In case of crop production, the output of major crops such as rice, wheat and sugarcane had fluctuated owing to decline in their area of cultivation and stagnation in yield, said Mylswamy Annadurai, Project Director, Chandrayan, ISRO, Bangalore, here on Monday.

He was speaking at the 30th convocation of Tamil Nadu Agricultural University (TNAU), which was presided over by the Governor of Tamil Nadu and Chancellor of TNAU, Surjit Singh Barnala. In total, 1,090 students received the degrees including UG, PG courses and doctorate programmes in person and in absentia.

Mr. Annadurai pointed out that the compound growth rate of rice production was 3.6 per cent during 1980-81 to 1989-90 and it came down to 1.9 per cent during 2000-01 to 2007-08. In the case of sugarcane, extreme variability in the acreage and production over the years had been a matter of concern.

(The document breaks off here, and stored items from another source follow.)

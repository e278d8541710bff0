//! Longest-valid-chain conflict resolution.

use futures_util::stream::{self, StreamExt};
use log::{debug, info, warn};
use std::time::Duration;

use crate::blockchain::{Block, ProofOfWork, check_structure, validate_chain};
use crate::error::TransportError;
use crate::ledger::Ledger;
use crate::network::{ChainSnapshot, PeerClient};

/// Query every registered peer and adopt the longest valid chain that is
/// strictly longer than the local one. Returns whether the chain was replaced.
///
/// Peers are fetched concurrently (at most `peer_concurrency` at a time), each
/// bounded by `peer_timeout`. Unreachable peers, timeouts, malformed answers
/// and invalid chains are skipped; none of them aborts the pass. Candidates
/// are compared in address order, so the outcome does not depend on which
/// peer answers first.
pub async fn resolve_conflicts<C>(ledger: &Ledger, client: &C) -> bool
where
    C: PeerClient + ?Sized,
{
    let peers = ledger.nodes();
    if peers.is_empty() {
        debug!("CONSENSUS - no peers registered");
        return false;
    }

    let config = ledger.config();
    let timeout = config.peer_timeout;
    let mut fetched: Vec<(String, Result<ChainSnapshot, TransportError>)> = stream::iter(peers)
        .map(move |address| async move {
            let result = fetch_snapshot(client, &address, timeout).await;
            (address, result)
        })
        .buffer_unordered(config.peer_concurrency.max(1))
        .collect()
        .await;
    fetched.sort_by(|a, b| a.0.cmp(&b.0));

    let local_length = ledger.len();
    let Some((address, chain)) = select_longest_valid(local_length, fetched, &config.pow) else {
        info!("CONSENSUS - local chain (length={}) is authoritative", local_length);
        return false;
    };

    let length = chain.len();
    if ledger.adopt_if_longer(chain) {
        info!(
            "CONSENSUS - replaced local chain with {} blocks from {}",
            length, address
        );
        true
    } else {
        warn!(
            "CONSENSUS - chain from {} no longer longer than local; keeping local",
            address
        );
        false
    }
}

async fn fetch_snapshot<C>(
    client: &C,
    address: &str,
    timeout: Duration,
) -> Result<ChainSnapshot, TransportError>
where
    C: PeerClient + ?Sized,
{
    let snapshot = tokio::time::timeout(timeout, client.fetch_chain(address))
        .await
        .map_err(|_| TransportError::Timeout {
            address: address.to_string(),
        })??;

    if snapshot.length != snapshot.chain.len() {
        return Err(TransportError::LengthMismatch {
            address: address.to_string(),
            reported: snapshot.length,
            actual: snapshot.chain.len(),
        });
    }
    Ok(snapshot)
}

/// Pick the first snapshot that is strictly longer than everything seen so
/// far, starts at genesis with consecutive indices, and passes validation.
fn select_longest_valid<I>(
    local_length: usize,
    fetched: I,
    pow: &ProofOfWork,
) -> Option<(String, Vec<Block>)>
where
    I: IntoIterator<Item = (String, Result<ChainSnapshot, TransportError>)>,
{
    let mut best_length = local_length;
    let mut best = None;

    for (address, result) in fetched {
        let snapshot = match result {
            Ok(snapshot) => snapshot,
            Err(e) => {
                warn!("CONSENSUS - skipping peer: {}", e);
                continue;
            }
        };
        if snapshot.length <= best_length {
            debug!(
                "CONSENSUS - {} has length {} (best so far {}); ignoring",
                address, snapshot.length, best_length
            );
            continue;
        }
        if let Err(reason) = check_structure(&snapshot.chain)
            .and_then(|()| validate_chain(&snapshot.chain, pow))
        {
            warn!("CONSENSUS - discarding chain from {}: {}", address, reason);
            continue;
        }
        best_length = snapshot.length;
        best = Some((address, snapshot.chain));
    }

    best
}
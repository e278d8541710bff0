//! Proof-of-work: the predicate linking consecutive proofs and the search for it.

use log::debug;
use sha2::{Digest, Sha256};
use std::sync::Arc;
use std::sync::atomic::{AtomicBool, Ordering};

use super::DEFAULT_DIFFICULTY;
use crate::error::MiningError;

/// Difficulty policy and search limits.
#[derive(Debug, Clone, Copy, PartialEq, Eq)]
pub struct ProofOfWork {
    /// Leading zero hex characters required in the digest.
    pub difficulty: u32,
    /// Give up after this many candidates (`None` searches until cancelled).
    pub max_attempts: Option<u64>,
}

impl Default for ProofOfWork {
    fn default() -> Self {
        Self {
            difficulty: DEFAULT_DIFFICULTY,
            max_attempts: None,
        }
    }
}

/// Shared stop flag polled by a running search.
#[derive(Debug, Clone, Default)]
pub struct CancelToken(Arc<AtomicBool>);

impl CancelToken {
    pub fn new() -> Self {
        Self::default()
    }

    pub fn cancel(&self) {
        self.0.store(true, Ordering::SeqCst);
    }

    pub fn is_cancelled(&self) -> bool {
        self.0.load(Ordering::Relaxed)
    }

    /// Whether both handles control the same search.
    pub fn same_as(&self, other: &CancelToken) -> bool {
        Arc::ptr_eq(&self.0, &other.0)
    }
}

impl ProofOfWork {
    pub fn new(difficulty: u32) -> Self {
        Self {
            difficulty,
            ..Self::default()
        }
    }

    pub fn with_max_attempts(mut self, max_attempts: u64) -> Self {
        self.max_attempts = Some(max_attempts);
        self
    }

    /// `sha256("{last_proof}{proof}")` must start with `difficulty` zeros (hex).
    pub fn valid_proof(&self, last_proof: u64, proof: u64) -> bool {
        let guess = format!("{last_proof}{proof}");
        let digest = hex::encode(Sha256::digest(guess.as_bytes()));
        digest
            .chars()
            .take(self.difficulty as usize)
            .all(|c| c == '0')
            && digest.len() >= self.difficulty as usize
    }

    /// Smallest non-negative proof valid after `last_proof`.
    pub fn find_proof(&self, last_proof: u64, cancel: &CancelToken) -> Result<u64, MiningError> {
        let mut proof = 0u64;
        loop {
            if cancel.is_cancelled() {
                return Err(MiningError::Cancelled { attempts: proof });
            }
            if self.max_attempts.is_some_and(|max| proof >= max) {
                return Err(MiningError::AttemptsExhausted { attempts: proof });
            }
            if self.valid_proof(last_proof, proof) {
                debug!(
                    "POW - proof {} found after {} attempts (last_proof={}, difficulty={})",
                    proof,
                    proof + 1,
                    last_proof,
                    self.difficulty
                );
                return Ok(proof);
            }
            proof += 1;
        }
    }
}
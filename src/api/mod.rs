mod chain;
pub mod errors;
mod health;
pub mod models;
mod nodes;
mod tx;

use actix_web::web::ServiceConfig;

pub use errors::ApiError;

pub fn init_routes(cfg: &mut ServiceConfig) {
    cfg.service(health::health_check)
        .service(chain::get_chain)
        .service(chain::mine_block)
        .service(chain::cancel_mining)
        .service(tx::post_transaction)
        .service(tx::get_pending)
        .service(nodes::register_nodes)
        .service(nodes::resolve_nodes);
}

He said that in the case of pulses, production had not kept pace with the demand leading to a rise in the prices. The share of agriculture in gross domestic product had registered a steady decline from 36.4 per cent in 1982-83 to 17.8 per cent in 2007-08. Yet, the sector continued to support more than half a billion people providing employment to 52 per cent of the workforce.

However, in 2008-09, the growth originating from agriculture and allied activities declined to 1.6 per cent which was far below the target of 4 per cent. The growth in the agriculture sector, though lower than that of non-agriculture sector, remained higher than the growth of population. Between 1950-51 and 2006-07, the production of food grains increased at an annual average rate of 2.5 per cent compared to the growth of population with an average of 2.1 per cent. As a result, India almost became self-sufficient in food grains and there were hardly any imports during 1976-77 to 2005-06, except occasionally.

On the marketing front, inadequacies in infrastructure coupled with competition arising out of the liberalisation policies posed formidable challenges to the Indian farmers. The need of the hour was action from science and technology and educational institutions to plan resources and capacity building programmes. He appreciated the drastic reduction in the quantum usage of insecticides against ball worms. This led to the rapid spread of Bt Cotton cultivation in many parts of India since 2002.

Mr. Annadurai said four different Bt Brinjal varieties were yet to be released. Field test results showed that Bt Brinjal required lesser pesticide application. It was considered an eco-friendly technology. The Genetic Engineering Approval Committee of the Government of India had recommended Bt Brinjal for commercial cultivation. Bt Brinjal now awaited approval from the Ministry of Environment and Forests.

Pro-Chancellor and Agriculture Minister S. Veerapandi Arumugam announced the institution of five endowments by various professors and associations to be given away to meritorious students in various faculties from the next academic year.